Inhibition of neprilysin by thiorphan (i.c.v.) causes an accumulation of amyloid β and impairment of learning and memory

An accumulation of amyloid β peptide (Aβ) due to an imbalance between anabolism and catabolism triggers Alzheimer's disease (AD). Neprilysin is a rate-limiting peptidase, which participates in the catabolism of Aβ in brain. We investigated whether rats continuously infused with thiorphan, a specific inhibitor for neprilysin, into the cerebral ventricle cause cognitive dysfunction, with an accumulation of Aβ in the brain.
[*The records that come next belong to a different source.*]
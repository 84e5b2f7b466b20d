//! OutboundMessage - what the scheduler hands to a sink

use serde::Serialize;

use crate::Sentence;

/// A sentence paired with the destination channel it is published to.
#[derive(Debug, Clone, PartialEq, Eq, Serialize)]
pub struct OutboundMessage {
    /// Full destination, `<prefix>/<suffix>`
    pub channel: String,
    /// Sentence text, published verbatim
    pub payload: Sentence,
}

impl OutboundMessage {
    pub fn new(channel: impl Into<String>, payload: Sentence) -> Self {
        Self {
            channel: channel.into(),
            payload,
        }
    }
}
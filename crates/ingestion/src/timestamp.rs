//! Time-of-day recovery
//!
//! A sentence carries `HHMMSS[.fff]` as the field right after its talker id:
//! `$` + 2-5 uppercase letters + `,` + six digits. Fractions are truncated.
//! The date is never read from the sentence; it always comes from the
//! reference date, so an interval crossing midnight maps early-morning
//! sentences onto the start day.

use chrono::{NaiveDate, NaiveDateTime, NaiveTime};

const MIN_TALKER_LEN: usize = 2;
const MAX_TALKER_LEN: usize = 5;
const TIME_DIGITS: usize = 6;

/// Resolves sentence timestamps against a fixed reference date.
#[derive(Debug, Clone, Copy, PartialEq, Eq)]
pub struct TimestampResolver {
    reference_date: NaiveDate,
}

impl TimestampResolver {
    pub fn new(reference_date: NaiveDate) -> Self {
        Self { reference_date }
    }

    pub fn reference_date(&self) -> NaiveDate {
        self.reference_date
    }

    /// Full timestamp of `sentence`, or `None` when it has no valid time field.
    pub fn resolve(&self, sentence: &str) -> Option<NaiveDateTime> {
        resolve_timestamp(sentence, self.reference_date)
    }
}

/// Combine the sentence time of day with `reference_date`.
pub fn resolve_timestamp(sentence: &str, reference_date: NaiveDate) -> Option<NaiveDateTime> {
    parse_time_of_day(sentence).map(|time| reference_date.and_time(time))
}

/// Extract the `HHMMSS` field that follows the talker id.
///
/// Only the first structurally matching field is considered: if its hour,
/// minute or second is out of range the result is `None`, even when a later
/// frame marker in the same text would have carried a valid time.
pub fn parse_time_of_day(sentence: &str) -> Option<NaiveTime> {
    let bytes = sentence.as_bytes();

    let digits = bytes
        .iter()
        .enumerate()
        .filter(|&(_, &b)| b == b'$')
        .find_map(|(marker, _)| time_field_at(bytes, marker))?;

    let hour = two_digits(&digits[0..2]);
    let minute = two_digits(&digits[2..4]);
    let second = two_digits(&digits[4..6]);

    if hour > 23 || minute > 59 || second > 59 {
        return None;
    }
    NaiveTime::from_hms_opt(hour, minute, second)
}

/// Six time digits when a `$TALKER,HHMMSS` field starts at `marker`.
fn time_field_at(bytes: &[u8], marker: usize) -> Option<&[u8]> {
    let talker_start = marker + 1;
    let talker_len = bytes[talker_start..]
        .iter()
        .take_while(|b| b.is_ascii_uppercase())
        .count();

    if !(MIN_TALKER_LEN..=MAX_TALKER_LEN).contains(&talker_len) {
        return None;
    }

    let comma = talker_start + talker_len;
    if bytes.get(comma) != Some(&b',') {
        return None;
    }

    let digits = bytes.get(comma + 1..comma + 1 + TIME_DIGITS)?;
    digits.iter().all(u8::is_ascii_digit).then_some(digits)
}

fn two_digits(pair: &[u8]) -> u32 {
    u32::from(pair[0] - b'0') * 10 + u32::from(pair[1] - b'0')
}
Thiorphan-infused rats displayed significant cognitive dysfunction in the ability to discriminate in the object recognition test and spatial memory in the water maze test, but not in other hippocampus-dependent learning and memory tasks. Thiorphan infusion also elevated the Aβ40 level in the insoluble fraction of the cerebral cortex, but not that of the hippocampus. There was no significant difference in the nicotine-stimulated release of acetylcholine in the hippocampus between vehicle- and thiorphan-infused rats. These results indicate that continuous infusion of thiorphan into the cerebral ventricle causes cognitive dysfunction by raising the level of Aβ in the cerebral cortex, and suggest that a reduction of neprilysin activity contribute to the deposition of Aβ and development of AD.